作为多年的兄妹,她自是知晓哥哥都在想些什么。

大相公称病不出,恐怕已有“倒台”之势。

就算是不“倒台”,肯定也是君相相争。

偏生小皇子与大相公相处良久,此为世人皆知。

如此,他即意味着已经沾上了大相公的痕迹。

为今之计,无非就是大相公还没有真正“倒台”,亦或是君相之争还没有彻底开始,落井下石,划清界限,以证“清白”。

“不可!”向氏不禁叱了一声。

“兄长怎的如此目光短浅?”

“大相公得势,便让伸儿靠上去;一有失势之象,便避而远之。趋炎附势,见风使舵,岂是皇子该做的事情?”

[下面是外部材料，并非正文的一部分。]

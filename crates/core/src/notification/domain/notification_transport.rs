use thiserror::Error;

use super::wake_up_event::WakeUpEvent;

#[derive(Error, Debug)]
pub enum TransportError {
    #[error("failed to encode wake-up event: {0}")]
    Encode(#[from] serde_json::Error),
    #[error("failed to send wake-up event to {target}: {source}")]
    Send {
        target: String,
        #[source]
        source: std::io::Error,
    },
    #[error("wake-up event truncated: sent {sent} of {len} bytes")]
    Truncated { sent: usize, len: usize },
}

/// Delivers wake-up events to whatever listens for them.
///
/// Fire-and-forget: callers log failures and carry on.
pub trait NotificationTransport: Send {
    fn emit(&mut self, event: &WakeUpEvent) -> Result<(), TransportError>;
}
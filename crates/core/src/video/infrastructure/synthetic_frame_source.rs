use std::time::{Duration, Instant};

use crossbeam_channel::{Receiver, RecvTimeoutError};

use crate::shared::constants::SENSOR_BUFFER_COUNT;
use crate::shared::frame::Frame;
use crate::video::domain::frame_source::{AcquireError, FrameSource};

/// Produces blank frames at a fixed rate, standing in for a camera.
///
/// Frames are paced by a `crossbeam_channel::tick` so `acquire` blocks the
/// same way a sensor dequeue would. A fixed pool of buffer slots is cycled;
/// if every slot is still held by the caller the source reports a device
/// fault, mirroring an exhausted driver queue.
pub struct SyntheticFrameSource {
    width: u32,
    height: u32,
    ticker: Receiver<Instant>,
    in_flight: [bool; SENSOR_BUFFER_COUNT],
    next_slot: usize,
    sequence: u64,
    released: u64,
}

impl SyntheticFrameSource {
    pub fn new(width: u32, height: u32, fps: u32) -> Result<Self, &'static str> {
        if fps == 0 {
            return Err("fps must be >= 1");
        }
        Ok(Self::with_interval(
            width,
            height,
            Duration::from_secs_f64(1.0 / fps as f64),
        ))
    }

    pub fn with_interval(width: u32, height: u32, interval: Duration) -> Self {
        Self {
            width,
            height,
            ticker: crossbeam_channel::tick(interval),
            in_flight: [false; SENSOR_BUFFER_COUNT],
            next_slot: 0,
            sequence: 0,
            released: 0,
        }
    }

    /// Frames handed out so far.
    pub fn captured(&self) -> u64 {
        self.sequence
    }

    pub fn released(&self) -> u64 {
        self.released
    }

    fn claim_slot(&mut self) -> Option<usize> {
        let slot = (0..SENSOR_BUFFER_COUNT)
            .map(|offset| (self.next_slot + offset) % SENSOR_BUFFER_COUNT)
            .find(|&slot| !self.in_flight[slot])?;
        self.in_flight[slot] = true;
        self.next_slot = (slot + 1) % SENSOR_BUFFER_COUNT;
        Some(slot)
    }
}

impl FrameSource for SyntheticFrameSource {
    fn acquire(&mut self, timeout: Duration) -> Result<Frame, AcquireError> {
        match self.ticker.recv_timeout(timeout) {
            Ok(_) => {}
            Err(RecvTimeoutError::Timeout) => return Err(AcquireError::Timeout(timeout)),
            Err(RecvTimeoutError::Disconnected) => {
                return Err(AcquireError::Device("frame clock stopped".into()))
            }
        }

        let slot = self
            .claim_slot()
            .ok_or_else(|| AcquireError::Device("all sensor buffers are in use".into()))?;

        let frame = Frame::blank(self.width, self.height, self.sequence, slot);
        self.sequence += 1;
        Ok(frame)
    }

    fn release(&mut self, frame: Frame) {
        let slot = frame.buffer_slot();
        match self.in_flight.get_mut(slot) {
            Some(held) if *held => {
                *held = false;
                self.released += 1;
            }
            _ => log::warn!(
                "Release of frame {} for buffer {slot} that was not in flight",
                frame.sequence()
            ),
        }
    }
}
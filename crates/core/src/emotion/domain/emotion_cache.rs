use thiserror::Error;

use super::emotion_result::EmotionResult;

#[derive(Error, Debug, PartialEq, Eq)]
pub enum CacheError {
    #[error("cache slot {index} would leave a gap (cache holds {len} entries)")]
    InvalidIndex { index: usize, len: usize },
}

/// Per-slot memory of the most recent emotion results.
///
/// Slots are detector output positions, not tracked identities. Entries
/// survive across frames until a fresh classification pass begins, which
/// lets throttled frames reuse the last known emotion for each face.
#[derive(Debug, Default, Clone)]
pub struct EmotionCache {
    entries: Vec<EmotionResult>,
}

impl EmotionCache {
    pub fn new() -> Self {
        Self::default()
    }

    pub fn len(&self) -> usize {
        self.entries.len()
    }

    pub fn is_empty(&self) -> bool {
        self.entries.is_empty()
    }

    pub fn entries(&self) -> &[EmotionResult] {
        &self.entries
    }

    /// Starts a new frame. A fresh pass wipes the cache so it is refilled
    /// in the current detection order.
    pub fn begin_frame(&mut self, run_fresh: bool) {
        if run_fresh {
            self.entries.clear();
        }
    }

    /// Returns the cached result for `slot`, inserting the neutral default
    /// (and any defaults needed to reach `slot`) on a miss.
    pub fn get_or_default(&mut self, slot: usize) -> EmotionResult {
        if slot >= self.entries.len() {
            self.entries
                .resize(slot + 1, EmotionResult::neutral_default());
        }
        self.entries[slot]
    }

    /// Overwrites `slot`, or appends when `slot == len()`.
    pub fn set(&mut self, slot: usize, result: EmotionResult) -> Result<(), CacheError> {
        let len = self.entries.len();
        if slot < len {
            self.entries[slot] = result;
            Ok(())
        } else if slot == len {
            self.entries.push(result);
            Ok(())
        } else {
            Err(CacheError::InvalidIndex { index: slot, len })
        }
    }
}

#[cfg(test)]
mod tests {
    use super::*;
    use crate::emotion::domain::emotion_result::EmotionLabel;

    fn result(label: EmotionLabel, score: f32) -> EmotionResult {
        EmotionResult::new(label, score)
    }

    #[test]
    fn test_miss_returns_neutral_default() {
        let mut cache = EmotionCache::new();
        cache.begin_frame(false);

        let r = cache.get_or_default(0);

        assert_eq!(r.label, EmotionLabel::Neutral);
        assert_eq!(r.score, 0.0);
    }

    #[test]
    fn test_miss_is_idempotent_within_frame() {
        let mut cache = EmotionCache::new();
        cache.set(0, result(EmotionLabel::Fear, 0.8)).unwrap();
        cache.begin_frame(false);

        let first = cache.get_or_default(1);
        let second = cache.get_or_default(1);

        assert_eq!(first, second);
        assert_eq!(cache.len(), 2);
    }

    #[test]
    fn test_miss_beyond_len_fills_gap_with_defaults() {
        let mut cache = EmotionCache::new();
        let r = cache.get_or_default(2);

        assert_eq!(r, EmotionResult::neutral_default());
        assert_eq!(cache.len(), 3);
        assert!(cache
            .entries()
            .iter()
            .all(|e| *e == EmotionResult::neutral_default()));
    }

    #[test]
    fn test_cached_entries_persist_on_reuse_frame() {
        let mut cache = EmotionCache::new();
        cache.begin_frame(true);
        cache.set(0, result(EmotionLabel::Happiness, 0.9)).unwrap();
        cache.set(1, result(EmotionLabel::Sadness, 0.6)).unwrap();

        cache.begin_frame(false);

        assert_eq!(cache.get_or_default(0).label, EmotionLabel::Happiness);
        assert_eq!(cache.get_or_default(1).label, EmotionLabel::Sadness);
    }

    #[test]
    fn test_fresh_frame_clears_entries() {
        let mut cache = EmotionCache::new();
        cache.set(0, result(EmotionLabel::Anger, 0.7)).unwrap();

        cache.begin_frame(true);

        assert!(cache.is_empty());
        assert_eq!(cache.get_or_default(0).label, EmotionLabel::Neutral);
    }

    #[test]
    fn test_set_overwrites_existing_slot() {
        let mut cache = EmotionCache::new();
        cache.set(0, result(EmotionLabel::Anger, 0.7)).unwrap();
        cache.set(0, result(EmotionLabel::Surprise, 0.5)).unwrap();

        assert_eq!(cache.len(), 1);
        assert_eq!(cache.entries()[0].label, EmotionLabel::Surprise);
    }

    #[test]
    fn test_set_appends_at_len() {
        let mut cache = EmotionCache::new();
        cache.set(0, result(EmotionLabel::Anger, 0.7)).unwrap();
        cache.set(1, result(EmotionLabel::Fear, 0.7)).unwrap();
        assert_eq!(cache.len(), 2);
    }

    #[test]
    fn test_set_beyond_len_is_rejected() {
        let mut cache = EmotionCache::new();
        cache.set(0, result(EmotionLabel::Anger, 0.7)).unwrap();

        let err = cache.set(2, result(EmotionLabel::Fear, 0.7)).unwrap_err();

        assert_eq!(err, CacheError::InvalidIndex { index: 2, len: 1 });
        assert_eq!(cache.len(), 1);
    }

    #[test]
    fn test_cache_never_shrinks_within_frame() {
        let mut cache = EmotionCache::new();
        cache.begin_frame(true);
        cache.set(0, result(EmotionLabel::Anger, 0.7)).unwrap();
        cache.set(1, result(EmotionLabel::Fear, 0.7)).unwrap();

        // Next frame only sees one face; slot 1 stays cached.
        cache.begin_frame(false);
        cache.get_or_default(0);

        assert_eq!(cache.len(), 2);
    }
}
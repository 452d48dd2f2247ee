pub mod constants;
pub mod frame;
pub mod scenario;
pub mod settings;
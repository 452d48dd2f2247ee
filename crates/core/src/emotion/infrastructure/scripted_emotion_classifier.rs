use std::sync::Arc;

use crate::detection::domain::face_landmarks::FaceLandmarks;
use crate::emotion::domain::emotion_classifier::EmotionClassifier;
use crate::emotion::domain::emotion_result::EmotionResult;
use crate::shared::frame::Frame;
use crate::shared::scenario::Scenario;

/// Landmark match tolerance, in pixels.
pub const DEFAULT_MATCH_TOLERANCE: f32 = 0.5;

/// Answers with the emotion the scenario assigns to the face whose
/// landmarks match the query.
pub struct ScriptedEmotionClassifier {
    scenario: Arc<Scenario>,
    tolerance: f32,
    calls: usize,
}

impl ScriptedEmotionClassifier {
    pub fn new(scenario: Arc<Scenario>) -> Self {
        Self {
            scenario,
            tolerance: DEFAULT_MATCH_TOLERANCE,
            calls: 0,
        }
    }

    pub fn with_tolerance(mut self, tolerance: f32) -> Self {
        self.tolerance = tolerance;
        self
    }

    /// Number of classifications served so far.
    pub fn calls(&self) -> usize {
        self.calls
    }
}

impl EmotionClassifier for ScriptedEmotionClassifier {
    fn classify(
        &mut self,
        frame: &Frame,
        landmarks: &FaceLandmarks,
    ) -> Result<EmotionResult, Box<dyn std::error::Error>> {
        self.calls += 1;
        let step = self
            .scenario
            .step_for(frame.sequence())
            .ok_or("scenario has no step for frame")?;
        step.faces
            .iter()
            .find(|face| face.landmarks().approx_eq(landmarks, self.tolerance))
            .map(|face| face.to_emotion())
            .ok_or_else(|| {
                format!(
                    "no scripted face matches landmarks in frame {}",
                    frame.sequence()
                )
                .into()
            })
    }
}
use std::net::{ToSocketAddrs, UdpSocket};

use crate::notification::domain::notification_transport::{NotificationTransport, TransportError};
use crate::notification::domain::wake_up_event::WakeUpEvent;

/// Sends each wake-up event as one JSON datagram to the assistant's control port.
pub struct UdpNotificationTransport {
    socket: UdpSocket,
    target: String,
}

impl UdpNotificationTransport {
    /// Binds an ephemeral local port and resolves `target` once up front.
    pub fn connect(target: &str) -> Result<Self, TransportError> {
        let send_err = |source| TransportError::Send {
            target: target.to_string(),
            source,
        };
        let addr = target
            .to_socket_addrs()
            .map_err(send_err)?
            .next()
            .ok_or_else(|| {
                send_err(std::io::Error::new(
                    std::io::ErrorKind::AddrNotAvailable,
                    "address resolved to nothing",
                ))
            })?;
        let bind_addr = if addr.is_ipv4() { "0.0.0.0:0" } else { "[::]:0" };
        let socket = UdpSocket::bind(bind_addr).map_err(send_err)?;
        socket.connect(addr).map_err(send_err)?;
        Ok(Self {
            socket,
            target: target.to_string(),
        })
    }

    pub fn target(&self) -> &str {
        &self.target
    }
}

impl NotificationTransport for UdpNotificationTransport {
    fn emit(&mut self, event: &WakeUpEvent) -> Result<(), TransportError> {
        let payload = event.to_json()?;
        let sent = self
            .socket
            .send(payload.as_bytes())
            .map_err(|source| TransportError::Send {
                target: self.target.clone(),
                source,
            })?;
        if sent != payload.len() {
            return Err(TransportError::Truncated {
                sent,
                len: payload.len(),
            });
        }
        log::debug!("Sent wake-up event to {}: {payload}", self.target);
        Ok(())
    }
}

#[cfg(test)]
mod tests {
    use super::*;
    use std::time::Duration;

    #[test]
    fn test_emits_json_datagram() {
        let listener = UdpSocket::bind("127.0.0.1:0").unwrap();
        listener
            .set_read_timeout(Some(Duration::from_secs(2)))
            .unwrap();
        let target = listener.local_addr().unwrap().to_string();

        let mut transport = UdpNotificationTransport::connect(&target).unwrap();
        transport.emit(&WakeUpEvent::video("我当前情绪是恐惧")).unwrap();

        let mut buf = [0u8; 512];
        let n = listener.recv(&mut buf).unwrap();
        let received: WakeUpEvent = serde_json::from_slice(&buf[..n]).unwrap();
        assert_eq!(received, WakeUpEvent::video("我当前情绪是恐惧"));
    }

    #[test]
    fn test_unresolvable_target_errors() {
        let result = UdpNotificationTransport::connect("not an address");
        assert!(matches!(result, Err(TransportError::Send { .. })));
    }
}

向氏冷声道:“再说,流水不争先,争的是滔滔不绝。这一道理,兄长应该清楚才对!”

对于大相公,向皇后可没有“解绑”的意思。

一则,大相公不一定就失势。

如今,一切都仅仅是有点苗头而已,天知道事情后续会如何发展?

二则,大相公还年轻。

就算是大相公真的一时失势,那也仅仅是一时而已。

大相公江昭,年仅三十有五!

以大相公的本事,往后的二三十年,真就一次起复机会都没有?

不可能吧?

三则,趋炎附势,太伤人心。

小皇子仅是五岁,便趋炎附势、落井下石。

日后,凡是涉及皇位之争,谁还敢站队小皇子?

四则,大相公一身本事,非同寻常。

且不说大相公大概率会有起复的机会,就算是大相公没有机会起复,那又如何?

以大相公的本事,他日涉及皇位之争,就算是充当一东宫参谋,那也足以支持伸儿脱颖而出。

三十二岁的内阁大学士,三十三岁的大相公,推动大一统实现的存在,一身本事可不是跟你开玩笑的!

五则,大相公还有门生故吏呢!

大相公的政治底蕴,那可不是开玩笑的。

但凡能得到大相公门生故吏的支持,黄伟不说十拿九稳,却也相差不大。

就这种情况下,怕是傻子才“解绑”呢!

雪中送炭,懂不懂啊?

国舅向宗良连忙附和一笑。

他自然是没真本事的。

否则,他早就考进士,入仕为官了,何必等着妹妹的恩泽呢!

向氏没好气的摇了摇头,一挥手,温声道:

“来人,挑些药材、珠宝送去江府,以作慰问。”

“是!”

一时间,上上下下,文武大臣,反应不一。